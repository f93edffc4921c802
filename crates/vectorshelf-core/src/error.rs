//! Error kinds surfaced by the vector index subsystem.
//!
//! Every variant here corresponds to one of the error kinds mutations and
//! queries can raise. `InternalInconsistency` is the one kind that is never
//! propagated to a caller as a failed operation — it is logged and the
//! offending id is dropped from whatever result was being built.

use uuid::Uuid;

#[derive(Debug, thiserror::Error)]
pub enum CoreError {
    #[error("{kind} {id} not found")]
    NotFound { kind: &'static str, id: Uuid },

    #[error("{kind} {id} already exists")]
    AlreadyExists { kind: &'static str, id: Uuid },

    #[error("embedding dimension mismatch: library expects {expected}, got {actual}")]
    DimensionMismatch { expected: usize, actual: usize },

    #[error("vector has zero (or near-zero) magnitude and cannot be normalized")]
    DegenerateVector,

    #[error("embedding provider failed: {0}")]
    EmbeddingProviderError(String),

    #[error("invalid parameter: {0}")]
    InvalidParameter(String),
}

pub type CoreResult<T> = Result<T, CoreError>;
//! TOML-backed configuration, loaded once at startup and handed around as
//! an `Arc<Config>`. Every field is optional in the file; defaults fill in
//! anything missing, and [`load_config`] validates the result before
//! returning it.

use std::fs;
use std::path::Path;

use anyhow::{bail, Context, Result};
use serde::Deserialize;

#[derive(Debug, Clone, Deserialize)]
#[serde(default)]
pub struct Config {
    pub server: ServerConfig,
    pub embedding_provider: EmbeddingProviderConfig,
    pub cors: CorsConfig,
    pub logging: LoggingConfig,
}

impl Default for Config {
    fn default() -> Self {
        Self {
            server: ServerConfig::default(),
            embedding_provider: EmbeddingProviderConfig::default(),
            cors: CorsConfig::default(),
            logging: LoggingConfig::default(),
        }
    }
}

#[derive(Debug, Clone, Deserialize)]
#[serde(default)]
pub struct ServerConfig {
    pub host: String,
    pub port: u16,
}

impl Default for ServerConfig {
    fn default() -> Self {
        Self {
            host: "127.0.0.1".into(),
            port: 8787,
        }
    }
}

/// `kind = "mock"` needs no credential and is the default so the service
/// boots without external dependencies; `kind = "openai"` talks to a real
/// embeddings endpoint and requires `api_key`.
#[derive(Debug, Clone, Deserialize)]
#[serde(default)]
pub struct EmbeddingProviderConfig {
    pub kind: String,
    pub api_key: Option<String>,
    pub model: String,
    pub base_url: String,
    pub dimensions: usize,
}

impl Default for EmbeddingProviderConfig {
    fn default() -> Self {
        Self {
            kind: "mock".into(),
            api_key: None,
            model: "text-embedding-3-small".into(),
            base_url: "https://api.openai.com/v1".into(),
            dimensions: 32,
        }
    }
}

#[derive(Debug, Clone, Deserialize)]
#[serde(default)]
pub struct CorsConfig {
    /// Empty means "all origins".
    pub allowed_origins: Vec<String>,
}

impl Default for CorsConfig {
    fn default() -> Self {
        Self {
            allowed_origins: Vec::new(),
        }
    }
}

#[derive(Debug, Clone, Deserialize)]
#[serde(default)]
pub struct LoggingConfig {
    pub log_level: String,
    pub log_format: String,
}

impl Default for LoggingConfig {
    fn default() -> Self {
        Self {
            log_level: "INFO".into(),
            log_format: "console".into(),
        }
    }
}

pub fn load_config(path: &Path) -> Result<Config> {
    if !path.exists() {
        return Ok(Config::default());
    }
    let raw = fs::read_to_string(path)
        .with_context(|| format!("reading config file {}", path.display()))?;
    let config: Config = toml::from_str(&raw)
        .with_context(|| format!("parsing config file {}", path.display()))?;
    validate(&config)?;
    Ok(config)
}

fn validate(config: &Config) -> Result<()> {
    if config.server.port == 0 {
        bail!("server.port must be non-zero");
    }
    match config.embedding_provider.kind.as_str() {
        "mock" => {}
        "openai" => {
            if config.embedding_provider.api_key.is_none() {
                bail!("embedding_provider.api_key is required when kind = \"openai\"");
            }
        }
        other => bail!("unknown embedding_provider.kind: {other}"),
    }
    if config.embedding_provider.dimensions == 0 {
        bail!("embedding_provider.dimensions must be non-zero");
    }
    match config.logging.log_level.to_ascii_uppercase().as_str() {
        "DEBUG" | "INFO" | "WARNING" | "ERROR" | "CRITICAL" => {}
        other => bail!("unknown log_level: {other}"),
    }
    match config.logging.log_format.as_str() {
        "json" | "console" => {}
        other => bail!("unknown log_format: {other}"),
    }
    Ok(())
}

:::::

Assignment -> The expected output is the exact run of lines from the start of the entries through the line with "handed around as", inclusive.

Written reply ->
repository f93edffc4921c802
filename crates/vectorshelf-core/src/error.rs
//! Error kinds surfaced by the vector index subsystem.
//!
//! Every variant here corresponds to one of the error kinds mutations and
//! queries can raise. `InternalInconsistency` is the one kind that is never
//! propagated to a caller as a failed operation — it is logged and the
//! offending id is dropped from whatever result was being built.

use uuid::Uuid;

#[derive(Debug, thiserror::Error)]
pub enum CoreError {
    #[error("{kind} {id} not found")]
    NotFound { kind: &'static str, id: Uuid },

    #[error("{kind} {id} already exists")]
    AlreadyExists { kind: &'static str, id: Uuid },

    #[error("embedding dimension mismatch: library expects {expected}, got {actual}")]
    DimensionMismatch { expected: usize, actual: usize },

    #[error("vector has zero (or near-zero) magnitude and cannot be normalized")]
    DegenerateVector,

    #[error("embedding provider failed: {0}")]
    EmbeddingProviderError(String),

    #[error("invalid parameter: {0}")]
    InvalidParameter(String),
}

pub type CoreResult<T> = Result<T, CoreError>;
//! TOML-backed configuration, loaded once at startup and handed around as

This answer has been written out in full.